Sandra Day O'Connor The first woman appointed to the U.S. Supreme Court, O'Connor was nominated by Ronald Reagan and took her seat in 1981. O'Connor is a fan of federalism and shies from personally interpreting the Constitution. She tends to side with the more liberal Justices on many of the most controversial cases, including those involving abortion rights and the separation of church and state, but writes narrow concurring opinions that often become law because they also appease the dissenting conservative sentiment.
Antonin Scalia Since his Reagan-sponsored appointment in 1986, Scalia has become a favorite son of the conservative movement. He does not believe the courts should play a significant role in the work of the executive and legislative branches, believes checks and balances between the three branches of government are necessary and critical, and often argues that the law's primary role is to protect "the liberties of the people" from the unchecked powers of any of the three branches. Scalia favors a very strict reading of the Constitution and has attempted repeatedly to strike down Roe v. Wade, saying that abortion is a political issue that should not be decided by the court. Scalia is often seconded by Clarence Thomas.
David H. Souter Nominated by George Bush in 1990, Souter replaced William Brennan. In the decade since he joined the bench, Souter has emerged as the Court's most influential moderate, often working with Sandra Day O'Connor to establish a centrist opinion. Souter has a strong respect for precedent and tends to be cautious in his opinions. A quirky traditionalist, Souter has very few possessions and calls himself a Luddite. When asked in 1996 whether cameras would be allowed in the SCOTUS courtroom, he famously replied, "When they roll them over my dead body."
Senior Associate Justice John Paul Stevens Stevens took to the bench in 1975 after being nominated by Gerald Ford to replace William Douglas. A true independent, Stevens can be unpredictable in his opinions, but he always considers the effects of a ruling on society. Tends to defer to Congress as a decision-making body, and downplays the authority of the courts. Often sides with Justices Breyer, Ginsburg and Souter, but also writes more lone dissents than any other Justice.

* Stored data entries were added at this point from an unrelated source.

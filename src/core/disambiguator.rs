use crate::domain::model::TargetRecord;
use std::collections::HashMap;

pub const ACCOUNT_PARAM: &str = "account";

/// Records after duplicate handling, plus per-URL occurrence counts.
#[derive(Debug, Clone, Default)]
pub struct Disambiguated {
    pub records: Vec<TargetRecord>,
    pub duplicates: Vec<TargetRecord>,
    pub url_counts: Vec<(String, usize)>,
}

/// Exact-string URL occurrence counter that remembers first-seen order.
#[derive(Debug, Default)]
struct UrlOccurrences {
    positions: HashMap<String, usize>,
    counts: Vec<(String, usize)>,
}

impl UrlOccurrences {
    fn bump(&mut self, url: &str) -> usize {
        match self.positions.get(url) {
            Some(&pos) => {
                self.counts[pos].1 += 1;
                self.counts[pos].1
            }
            None => {
                self.positions.insert(url.to_string(), self.counts.len());
                self.counts.push((url.to_string(), 1));
                1
            }
        }
    }
}

/// Makes every repeated URL unique so all accounts survive import.
///
/// The first occurrence of a URL is left alone. Occurrence `n >= 2` gets an
/// `account=n` query parameter, a title suffix naming the account, and a note
/// line with the original URL; that mutated record is also collected into
/// `duplicates`. Records with an empty URL pass through untouched.
pub fn disambiguate(records: Vec<TargetRecord>) -> Disambiguated {
    let mut occurrences = UrlOccurrences::default();
    let mut duplicates = Vec::new();
    let mut output = Vec::with_capacity(records.len());

    for mut record in records {
        if !record.url.is_empty() {
            let count = occurrences.bump(&record.url);
            if count > 1 {
                mark_duplicate(&mut record, count);
                tracing::debug!("Duplicate URL #{} rewritten to {}", count, record.url);
                duplicates.push(record.clone());
            }
        }
        output.push(record);
    }

    Disambiguated {
        records: output,
        duplicates,
        url_counts: occurrences.counts,
    }
}

fn mark_duplicate(record: &mut TargetRecord, count: usize) {
    let original_url = std::mem::take(&mut record.url);
    let separator = if original_url.contains('?') { '&' } else { '?' };
    record.url = format!("{}{}{}={}", original_url, separator, ACCOUNT_PARAM, count);

    record.title = if record.username.is_empty() {
        format!("{} (Account {})", record.title, count)
    } else {
        format!("{} ({})", record.title, record.username)
    };

    record.notes = if record.notes.is_empty() {
        format!("Original URL: {}", original_url)
    } else {
        format!("Original URL: {}\n{}", original_url, record.notes)
    };
}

Clarence Thomas Appointed by George Bush in 1991, Thomas replaced Thurgood Marshall in the closest confirmation vote in over a century (52-48). Since then, Thomas has earned a reputation as a conservative, in part for his very narrow reading of individual rights under the Constitution. He opposes affirmative action and Roe v. Wade, supports limited power for the Supreme Court and opposes the view that the Constitution is designed "to address all of the ills in our society." Thomas sides most often with Justice Scalia, concurring with the more senior judge almost 90 percent of the time.